Saturday, 19 November 2016

Occam's chainsaw

I loathe Michael Gove, but I have to say I am often grateful to him for clarifying what it is I do and don't believe. It isn't quite as simple as saying that 'Gove says it therefore it is wrong' (though that is an entirely reasonable starting point), it is more a question of the faux-reasonable and pseudo-intellectual style in which he pontificates provoking a stronger than usual reaction in me.

Take his recent performance as chair of the new commons 'Brexit' committee in which he "pressed experts on how the UK could achieve a “quickie divorce” with the EU regardless of the economic consequences, as he raised concerns that civil servants were over-complicating the process." Clearly proud of his erudition he invoked the image of Occam's razor as the tool to be used in this sort of debate. And something about the posiness of that reference really got me thinking.

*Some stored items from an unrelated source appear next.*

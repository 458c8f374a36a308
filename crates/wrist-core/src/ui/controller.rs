// src/ui/controller.rs
//! UI controller
//!
//! Owns the framebuffer, the tile and widget arenas and the navigation state
//! machine. The driving loop calls [`UiController::process_events`] once per
//! tick; each tick:
//!
//! 1. runs the eco-mode timers (dim, then deep sleep)
//! 2. handles a side button press
//! 3. consumes at most one touch event
//! 4. advances the page transition, if any
//! 5. redraws and commits the frame
//!
//! # Navigation
//!
//! | gesture     | state         | target                                   |
//! |-------------|---------------|------------------------------------------|
//! | swipe right | `MovingLeft`  | left neighbor of the current main tile   |
//! | swipe left  | `MovingRight` | right neighbor of the current main tile  |
//! | swipe down  | `MovingUp`    | top neighbor of the current tile         |
//! | swipe up    | `MovingDown`  | bottom neighbor of the current tile      |
//!
//! Swipes are offered to widgets first and only start a transition when
//! nothing claims them, the controller is idle and no modal is shown.
//! Press, release and tap are forwarded to widgets even mid-transition.

use alloc::vec::Vec;

use embassy_time::Instant;
use embedded_graphics::prelude::*;
use embedded_graphics::primitives::Rectangle;
use heapless::Deque;
use log::{debug, info, warn};

use crate::config::UiConfig;
use crate::error::{EventResult, UiError, UiResult};
use crate::graphics::{Canvas, PixelSurface};
use crate::input::{TouchEvent, TouchKind};
use crate::peripherals::{Board, DisplaySink, SleepControl};
use crate::ui::event::{
    Action, EventContext, Notification, NotificationKind, Pending, TileEvent, TileId,
    WidgetEvent, WidgetId,
};
use crate::ui::tile::{self, Tile, TileKind};
use crate::ui::widget::{Owner, Widget, WidgetKind};
use crate::ui::widgets::{ListRoute, Listbox};

/// Notifications kept for the application before the oldest is dropped.
pub const NOTIFICATION_QUEUE_DEPTH: usize = 16;

#[derive(Debug, Clone, Copy, PartialEq, Eq, Default)]
pub enum NavState {
    #[default]
    Idle,
    MovingLeft,
    MovingRight,
    MovingUp,
    MovingDown,
}

#[derive(Debug, Clone, Copy, PartialEq, Eq, Default)]
pub enum ScreenMode {
    #[default]
    Normal,
    Dimmed,
}

#[derive(Debug, Clone, Copy)]
struct Transition {
    from: TileId,
    to: TileId,
}

#[derive(Debug, Default)]
struct EcoState {
    enabled: bool,
    mode: ScreenMode,
    deadline: Option<Instant>,
    usb_plugged: bool,
}

pub struct UiController {
    config: UiConfig,
    surface: PixelSurface,
    tiles: Vec<Tile>,
    widgets: Vec<Widget>,
    current: Option<TileId>,
    default: Option<TileId>,
    modal: Option<TileId>,
    state: NavState,
    transition: Option<Transition>,
    eco: EcoState,
    sleeping: bool,
    outbox: Deque<Notification, NOTIFICATION_QUEUE_DEPTH>,
}
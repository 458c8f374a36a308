//! Widget variants
//!
//! Each variant only knows how to draw itself in local coordinates and how
//! to react to an event. Routing, clipping and handler plumbing live in the
//! controller.

mod button;
mod container;
mod frame;
mod image;
mod label;
mod listbox;
mod progress;
mod scrollbar;
mod slider;
mod spinner;
mod switch;

pub use button::{Button, ButtonState};
pub use container::Container;
pub use frame::Frame;
pub use image::ImageView;
pub use label::{FontSize, Label};
pub use listbox::{Listbox, ScrollState};
pub use progress::Progress;
pub use scrollbar::{Orientation, Scrollbar};
pub use slider::{SLIDER_CURSOR_RADIUS, Slider};
pub use spinner::Spinner;
pub use switch::{Switch, SwitchState};

pub(crate) use listbox::ListRoute;

/// Capacity of [`WidgetText`] in bytes.
pub const WIDGET_TEXT_CAPACITY: usize = 32;

/// Fixed-capacity text used by buttons and labels.
pub type WidgetText = heapless::String<WIDGET_TEXT_CAPACITY>;

/// Copy `text`, cut at the last whole character that fits.
pub(crate) fn widget_text(text: &str) -> WidgetText {
    let mut out = WidgetText::new();
    for c in text.chars() {
        if out.push(c).is_err() {
            log::warn!(
                "widget text truncated to {} of {} bytes",
                out.len(),
                text.len()
            );
            break;
        }
    }
    out
}

#[cfg(test)]
mod tests {
    use super::*;

    #[test]
    fn test_widget_text_truncates_on_char_boundary() {
        assert_eq!(widget_text("OK").as_str(), "OK");

        let long = "0123456789abcdefghijklmnopqrstuvwxyz";
        assert_eq!(widget_text(long).as_str(), &long[..WIDGET_TEXT_CAPACITY]);

        // 31 ASCII bytes then a 2-byte char that does not fit
        let mut text = "a".repeat(31);
        text.push('é');
        assert_eq!(widget_text(&text).len(), 31);
    }
}
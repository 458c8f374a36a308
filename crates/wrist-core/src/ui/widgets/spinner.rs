use embedded_graphics::prelude::*;

use crate::graphics::Canvas;
use crate::ui::style::WidgetStyle;

const DISC_COUNT: i32 = 4;
const DISC_DIAM: i32 = 15;
const DISC_GAP: i32 = 15;
/// Frames spent on each animation step
const STEP_FRAMES: i32 = 10;

/// Four pulsing dots; advances one frame per draw.
#[derive(Debug, Clone, Default, PartialEq, Eq)]
pub struct Spinner {
    counter: i32,
    step: i32,
}

impl Spinner {
    pub fn new() -> Self {
        Self::default()
    }

    pub fn step(&self) -> i32 {
        self.step
    }

    fn tick(&mut self) {
        self.counter += 1;
        if self.counter >= STEP_FRAMES {
            self.step = (self.step + 1) % DISC_COUNT;
            self.counter = 0;
        }
    }

    fn radius_of(&self, disc: i32) -> i32 {
        let previous = (self.step + DISC_COUNT - 1) % DISC_COUNT;
        if disc == self.step {
            DISC_DIAM / 2 + self.counter / 2
        } else if disc == previous {
            DISC_DIAM / 2 + (STEP_FRAMES - 1 - self.counter) / 2
        } else {
            DISC_DIAM / 2
        }
    }

    pub(crate) fn draw(&mut self, canvas: &mut Canvas<'_>, size: Size, style: &WidgetStyle) {
        self.tick();
        let (w, h) = (size.width as i32, size.height as i32);
        canvas.fill_region(1, 1, w - 2, h - 2, style.background);

        let off_x = (w - DISC_COUNT * DISC_DIAM - (DISC_COUNT - 1) * DISC_GAP) / 2;
        let cy = (h - DISC_DIAM) / 2 + DISC_DIAM / 2;
        for i in 0..DISC_COUNT {
            let cx = off_x + DISC_DIAM / 2 + i * (DISC_DIAM + DISC_GAP);
            canvas.draw_disc(cx, cy, self.radius_of(i), style.front);
        }
    }
}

Occam's razor (named after the English Franciscan friar of that name) is the scientific principle that simpler hypotheses are preferable to more complex ones, and that therefore scientists should seek to reduce rather than increase complexity in their hypotheses. Michael Gove, clearly delighted by this idea, sought to apply it to the Brexit process, and why not? Throughout the referendum campaign he and his colleagues sought again and again to reduce the complexity of the arguments involved until they essentially came down to one sentence: "Take back control." Control over what was never clearly defined, and neither were the mechanisms by which this amorphous control was to be regained, nor the other consequences that might ensue. Occam's razor, see! Everything else could be left as vague and unspecified assertions about immigration, £350 million a week, new trading opportunities, return to pounds and ounces... anything you want really.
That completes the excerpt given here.